NEM 3.0, first introduced in December, would update state regulations that provide for public utilities to purchase excess electricity generated by at-home solar panels, reducing the payoff for households.
The fight over reforms has the industry and its backers like California Sen. Dianne Feinstein, facing off against a mix of utility interests, which want solar customers to foot a higher share of grid costs, and environmental groups, such as the Natural Resources Defense Council.
NRDC’s Mohit Chhabra has argued that current policy “overpays solar customers and shifts fixed grid and societal charges that solar customers should pay onto other customers.”
The PUC’s NEM 3.0 proposal sought to make amends and envisioned a “grid participation charge” of $8 per kilowatt of installed solar per month. The PUC said the change was designed “to capture residential adopters’ fair share of costs to maintain the grid and fund public purpose programs.”
Other changes included a lowering of compensation rates to solar customers.
Where the industry stands: NEM 3.0 opponents Elon Musk, whose Tesla is in the solar business, and Bernadette Del Chiaro, executive director of the California Solar and Storage Association, say the reforms as proposed would destroy the incentive structure that has helped to establish California as the country’s overwhelming leader of deployed solar energy.

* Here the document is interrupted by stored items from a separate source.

//! Core models.
//!
//! Three models share the [`Core`](crate::core::Core) interface:
//! 1. **Emulation:** One macro-op per tick, no timing; the functional reference.
//! 2. **In-order:** A pipelined core with a block-caching fetch unit, early
//!    misprediction detection, latency and port modelling and in-order commit.
//! 3. **Out-of-order:** The same front end feeding register renaming, reservation
//!    stations, a load/store queue and a reorder buffer.

/// Functional reference core.
pub mod emulation;

/// Pipelined in-order core.
pub mod inorder;

/// Renaming out-of-order core.
pub mod outoforder;

pub use emulation::EmulationCore;
pub use inorder::InOrderCore;
pub use outoforder::OutOfOrderCore;
//! Emulation core.
//!
//! The reference model: one macro-op per tick with no timing. Each tick it:
//! 1. **Fetches:** Reads the longest possible instruction at the PC and predecodes it.
//! 2. **Executes:** Runs every micro-op of the macro-op to completion in order,
//!    reading operands from the register file and accessing memory directly.
//! 3. **Retires:** Writes results back and moves the PC to the next instruction or
//!    the resolved branch target.
//!
//! A micro-op carrying an exception stops the macro-op; its exception handler is
//! ticked to completion within the same core tick.

use std::collections::BTreeMap;

use tracing::{debug, trace, warn};

use crate::common::reg::RegisterFileSet;
use crate::core::Core;
use crate::core::system::System;
use crate::core::units::lsu::Lsu;
use crate::isa::instruction::Instruction;
use crate::isa::{Architecture, ArchitectureWrapper, Predecode, SKIP_BYTES};
use crate::memory::MemoryAccessTarget;
use crate::os::Process;

/// Functional reference core.
#[derive(Debug)]
pub struct EmulationCore {
    isa: ArchitectureWrapper,
    registers: RegisterFileSet,
    lsu: Lsu,

    pc: u64,
    program_length: u64,
    halted: bool,

    ticks: u64,
    retired: u64,
    branches_executed: u64,
}

impl EmulationCore {
    /// Creates a core at the entry point of `process`.
    ///
    /// # Arguments
    ///
    /// * `isa` - Architecture to decode and execute with.
    /// * `process` - Program whose initial register and stack state is applied.
    /// * `system` - Memory the initial stack contents are written to.
    pub fn new(isa: ArchitectureWrapper, process: &Process, system: &mut System) -> Self {
        let mut registers = RegisterFileSet::new(&isa.register_file_structure());
        let initial = isa.initial_state(process);
        initial.apply_registers(&mut registers);
        initial.apply_memory(system.data_memory.as_mut());
        Self {
            isa,
            registers,
            lsu: Lsu::new(),
            pc: process.entry(),
            program_length: process.program_byte_length(),
            halted: process.entry() >= process.program_byte_length(),
            ticks: 0,
            retired: 0,
            branches_executed: 0,
        }
    }

    /// Address of the next instruction.
    pub const fn pc(&self) -> u64 {
        self.pc
    }

    fn fetch(&mut self, system: &mut System) -> Option<(u8, Vec<Instruction>)> {
        let size = self.isa.max_instruction_size();
        let memory = system.instruction_memory.as_mut();
        memory.request_read(MemoryAccessTarget::new(self.pc, u16::from(size)), self.pc);
        let bytes = memory
            .completed_reads()
            .iter()
            .find(|read| read.request_id == self.pc)
            .and_then(|read| read.data.clone());
        memory.clear_completed_reads();

        let Some(bytes) = bytes else {
            warn!(pc = format_args!("{:#x}", self.pc), "instruction fetch outside memory");
            self.halted = true;
            return None;
        };
        match self.isa.predecode(&bytes, self.pc) {
            Predecode::Decoded { length, macro_op } => Some((length, macro_op)),
            Predecode::Skip => {
                self.pc += SKIP_BYTES;
                self.halted = self.pc >= self.program_length;
                None
            }
            Predecode::NeedMoreBytes => {
                warn!(pc = format_args!("{:#x}", self.pc), "truncated instruction");
                self.halted = true;
                None
            }
        }
    }

    /// Runs one micro-op to completion.
    ///
    /// # Returns
    ///
    /// `false` if the micro-op raised an exception and the macro-op must stop.
    fn execute(&mut self, mut uop: Instruction, system: &mut System) -> bool {
        if uop.exception_encountered() {
            self.raise(&uop, system);
            return false;
        }

        let sources = uop.source_registers().to_vec();
        for (i, reg) in sources.into_iter().enumerate() {
            if !uop.is_operand_ready(i) {
                uop.supply_operand(i, self.registers.get(reg));
            }
        }

        if uop.is_load() || uop.is_store_address() {
            let targets = uop.generate_addresses().to_vec();
            if uop.exception_encountered() {
                self.raise(&uop, system);
                return false;
            }
            if uop.is_load() {
                let memory = system.data_memory.as_mut();
                for target in targets {
                    memory.request_read(target, uop.sequence_id());
                }
                let reads: Vec<_> = memory
                    .completed_reads()
                    .iter()
                    .filter(|read| read.request_id == uop.sequence_id())
                    .map(|read| (read.target.address, read.value()))
                    .collect();
                memory.clear_completed_reads();
                for (address, value) in reads {
                    uop.supply_data(address, value);
                }
                if uop.exception_encountered() {
                    self.raise(&uop, system);
                    return false;
                }
            } else if !uop.is_store_data() {
                self.lsu.commit(&mut uop, system.data_memory.as_mut());
                return true;
            }
        }

        uop.execute();
        if uop.exception_encountered() {
            self.raise(&uop, system);
            return false;
        }
        self.lsu.commit(&mut uop, system.data_memory.as_mut());

        if uop.is_branch() {
            self.branches_executed += 1;
            self.pc = uop.branch_address();
        }
        for (&reg, &value) in uop.destination_registers().iter().zip(uop.results()) {
            self.registers.set(reg, value);
        }
        trace!(
            target: "commit",
            address = format_args!("{:#x}", uop.instruction_address()),
            op = uop.opcode().mnemonic(),
            "retired"
        );
        true
    }

    /// Runs the exception handler for `uop` to completion and applies its result.
    fn raise(&mut self, uop: &Instruction, system: &mut System) {
        debug!(
            address = format_args!("{:#x}", uop.instruction_address()),
            exception = ?uop.exception(),
            "exception raised"
        );
        let mut handler = self.isa.handle_exception(uop, &self.registers);
        while !handler.tick(&mut system.handler_context()) {
            system.data_memory.tick();
        }
        let Some(result) = handler.result() else {
            return;
        };

        if result.fatal {
            self.pc = self.program_length;
            self.halted = true;
            return;
        }
        self.pc = result.instruction_address;
        result.state_change.apply_registers(&mut self.registers);
        result.state_change.apply_memory(system.data_memory.as_mut());
        self.retired += 1;
        self.isa.update_retired_counter(&mut self.registers, self.retired);
        self.halted = self.pc >= self.program_length;
    }
}

impl Core for EmulationCore {
    fn tick(&mut self, system: &mut System) {
        if self.halted {
            return;
        }
        self.ticks += 1;
        self.isa
            .update_system_timer_registers(&mut self.registers, self.ticks);

        let Some((length, macro_op)) = self.fetch(system) else {
            return;
        };
        self.pc += u64::from(length);
        for uop in macro_op {
            if !self.execute(uop, system) {
                return;
            }
        }
        self.retired += 1;
        self.isa.update_retired_counter(&mut self.registers, self.retired);
        if self.pc >= self.program_length {
            self.halted = true;
        }
    }

    fn has_halted(&self) -> bool {
        self.halted
    }

    fn register_file(&self) -> &RegisterFileSet {
        &self.registers
    }

    fn instructions_retired(&self) -> u64 {
        self.retired
    }

    fn stats(&self) -> BTreeMap<String, String> {
        BTreeMap::from([
            ("cycles".to_owned(), self.ticks.to_string()),
            ("retired".to_owned(), self.retired.to_string()),
            ("branch.executed".to_owned(), self.branches_executed.to_string()),
        ])
    }
}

Her group focuses exclusively on at-home, or “distributed,” solar, which accounts for around half of California’s total solar market and is the focus of reform efforts.
“Gov. Gavin Newsom should not be taxing solar panels. I don’t care if it’s 10 cents. It’s just the principle of it,” Del Chiaro told Jeremy. “The taxes go nowhere but up, camel’s nose under the tent, you know, whatever metaphor you want to use — no tax, and there’s no justification for it.”
Ideological tug-of-war: At the heart of the argument over these reforms is whether lower-income utility customers are being stuck with funding the solar energy exploits of more well-off customers.
That interpretation, Del Chiaro said, has put the “progressive, environmentally-minded state government” on a “destructive path” that could smother solar at a time when California and the U.S. government, under leadership of President Joe Biden, is trying to cut greenhouse gas emissions.
“We have this interesting dynamic with this narrative that they’ve cooked up, you know, [it] kind of has people confused, especially on the political left,” Del Chiaro said. “‘Well, I’m not for hurting poor people.’ So now, solar versus poor people, which one do I choose?”
Del Chiaro emphasized her view that arguments underpinning the proposed reforms have more pull among “political people” than the average voter.
The average voter, she said, understands solar is “not just for the rich, it’s for me, you know, it’s in the aisles of Costco. It’s in my neighborhood.”
The broader solar story: Countering California’s net metering reforms is one among a series of policy issues keeping trade groups like CALSSA busy.
The federal policy-focused Solar Energy Industries Association and the American Clean Power Association have been lobbying hard against a request for new duties on solar cell and module imports from Asia.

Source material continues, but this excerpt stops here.